■ **EXERCISE GOAL**: The entries are given below. Output each one unchanged.

■ **DATA TO USE**:
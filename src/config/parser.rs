use crate::config::types::Config;
use crate::config::validation::validate;
use crate::ConfigError;
use sha2::{Digest, Sha256};
use std::path::Path;

/// Loads and parses a configuration file from the given path
///
/// # Arguments
///
/// * `path` - Path to the TOML configuration file
///
/// # Returns
///
/// * `Ok(Config)` - Successfully loaded and validated configuration
/// * `Err(ConfigError)` - Failed to load, parse, or validate the configuration
pub fn load_config(path: &Path) -> Result<Config, ConfigError> {
    let content = std::fs::read_to_string(path)?;
    parse_config(&content)
}

/// Parses and validates configuration from a TOML string
pub fn parse_config(content: &str) -> Result<Config, ConfigError> {
    let config: Config = toml::from_str(content)?;
    validate(&config)?;
    Ok(config)
}

/// Computes a SHA-256 hash of the configuration file content
///
/// A resumed crawl compares this against the hash stored in its snapshot to
/// detect a changed configuration.
pub fn compute_config_hash(path: &Path) -> Result<String, ConfigError> {
    let content = std::fs::read_to_string(path)?;
    let mut hasher = Sha256::new();
    hasher.update(content.as_bytes());
    Ok(hex::encode(hasher.finalize()))
}

/// Loads a configuration and returns both the config and its hash
pub fn load_config_with_hash(path: &Path) -> Result<(Config, String), ConfigError> {
    let config = load_config(path)?;
    let hash = compute_config_hash(path)?;
    Ok((config, hash))
}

■ **REPLY**:
filename src/config/parser.rs
use crate::config::types::Config;
use crate::config::validation::validate;
use crate::ConfigError;
use sha2::{Digest, Sha256};
use std::path::Path;

/// Loads and parses a configuration file from the given path
///
/// # Arguments
///
/// * `path` - Path to the TOML configuration file
///
/// # Returns
///
/// * `Ok(Config)` - Successfully loaded and validated configuration
/// * `Err(ConfigError)` - Failed to load, parse, or validate the configuration
pub fn load_config(path: &Path) -> Result<Config, ConfigError> {
    let content = std::fs::read_to_string(path)?;
    parse_config(&content)
}

/// Parses and validates configuration from a TOML string
pub fn parse_config(content: &str) -> Result<Config, ConfigError> {
    let config: Config = toml::from_str(content)?;
    validate(&config)?;
    Ok(config)
}

/// Computes a SHA-256 hash of the configuration file content
///
/// A resumed crawl compares this against the hash stored in its snapshot to
/// detect a changed configuration.
pub fn compute_config_hash(path: &Path) -> Result<String, ConfigError> {
    let content = std::fs::read_to_string(path)?;
    let mut hasher = Sha256::new();
    hasher.update(content.as_bytes());
    Ok(hex::encode(hasher.finalize()))
}

/// Loads a configuration and returns both the config and its hash
pub fn load_config_with_hash(path: &Path) -> Result<(Config, String), ConfigError> {
    let config = load_config(path)?;
    let hash = compute_config_hash(path)?;
    Ok((config, hash))
}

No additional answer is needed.